> **Instructions for the task**
Your job is to return every line of the listing holding the string "HashMap".

> **Extracted data**
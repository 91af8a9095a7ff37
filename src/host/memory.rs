//! In-memory cache storage
//!
//! Stores live for the lifetime of the `MemoryCacheStorage` value. Store
//! names are reported in creation order, like the browser implementation.

use super::{CacheStorage, CacheStore, Request, Response};
use crate::error::{SwcacheError, SwcacheResult};
use async_trait::async_trait;
use std::collections::HashMap;
use std::sync::{Arc, RwLock};

type Entries = Vec<(Request, Response)>;

/// A single in-memory store
pub struct MemoryCacheStore {
    name: String,
    entries: RwLock<Entries>,
}

impl MemoryCacheStore {
    fn new(name: &str) -> Self {
        Self {
            name: name.to_string(),
            entries: RwLock::new(Vec::new()),
        }
    }

    fn poisoned(&self) -> SwcacheError {
        SwcacheError::store(&self.name, "lock poisoned")
    }

    fn insert(entries: &mut Entries, request: &Request, response: Response) {
        let key = request.cache_key();
        match entries.iter_mut().find(|(r, _)| r.cache_key() == key) {
            Some(slot) => *slot = (request.clone(), response),
            None => entries.push((request.clone(), response)),
        }
    }
}

#[async_trait]
impl CacheStore for MemoryCacheStore {
    fn name(&self) -> &str {
        &self.name
    }

    async fn put(&self, request: &Request, response: Response) -> SwcacheResult<()> {
        request.check_cacheable(&response)?;
        let mut entries = self.entries.write().map_err(|_| self.poisoned())?;
        Self::insert(&mut entries, request, response);
        Ok(())
    }

    async fn put_all(&self, batch: Vec<(Request, Response)>) -> SwcacheResult<()> {
        for (request, response) in &batch {
            request.check_cacheable(response)?;
        }
        let mut entries = self.entries.write().map_err(|_| self.poisoned())?;
        for (request, response) in batch {
            Self::insert(&mut entries, &request, response);
        }
        Ok(())
    }

    async fn lookup(&self, request: &Request) -> SwcacheResult<Option<Response>> {
        if request.method != "GET" {
            return Ok(None);
        }
        let entries = self.entries.read().map_err(|_| self.poisoned())?;
        let key = request.cache_key();
        Ok(entries
            .iter()
            .find(|(r, _)| r.cache_key() == key)
            .map(|(_, response)| response.clone()))
    }

    async fn requests(&self) -> SwcacheResult<Vec<Request>> {
        let entries = self.entries.read().map_err(|_| self.poisoned())?;
        Ok(entries.iter().map(|(r, _)| r.clone()).collect())
    }
}

/// In-memory collection of stores
#[derive(Default)]
pub struct MemoryCacheStorage {
    order: RwLock<Vec<String>>,
    stores: RwLock<HashMap<String, Arc<MemoryCacheStore>>>,
}

impl MemoryCacheStorage {
    /// Create empty storage
    pub fn new() -> Self {
        Self::default()
    }

    fn poisoned() -> SwcacheError {
        SwcacheError::store("memory", "lock poisoned")
    }
}

#[async_trait]
impl CacheStorage for MemoryCacheStorage {
    async fn open(&self, name: &str) -> SwcacheResult<Arc<dyn CacheStore>> {
        let mut stores = self.stores.write().map_err(|_| Self::poisoned())?;
        if let Some(store) = stores.get(name) {
            let store: Arc<dyn CacheStore> = store.clone();
            return Ok(store);
        }

        let store = Arc::new(MemoryCacheStore::new(name));
        stores.insert(name.to_string(), store.clone());
        self.order
            .write()
            .map_err(|_| Self::poisoned())?
            .push(name.to_string());
        let store: Arc<dyn CacheStore> = store;
        Ok(store)
    }

    async fn has(&self, name: &str) -> SwcacheResult<bool> {
        let stores = self.stores.read().map_err(|_| Self::poisoned())?;
        Ok(stores.contains_key(name))
    }

    async fn keys(&self) -> SwcacheResult<Vec<String>> {
        let order = self.order.read().map_err(|_| Self::poisoned())?;
        Ok(order.clone())
    }

    async fn delete(&self, name: &str) -> SwcacheResult<bool> {
        let mut stores = self.stores.write().map_err(|_| Self::poisoned())?;
        if stores.remove(name).is_none() {
            return Ok(false);
        }
        self.order
            .write()
            .map_err(|_| Self::poisoned())?
            .retain(|n| n != name);
        Ok(true)
    }

    fn backend_name(&self) -> &'static str {
        "memory"
    }
}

> **Completed task**
use std::collections::HashMap;
    stores: RwLock<HashMap<String, Arc<MemoryCacheStore>>>,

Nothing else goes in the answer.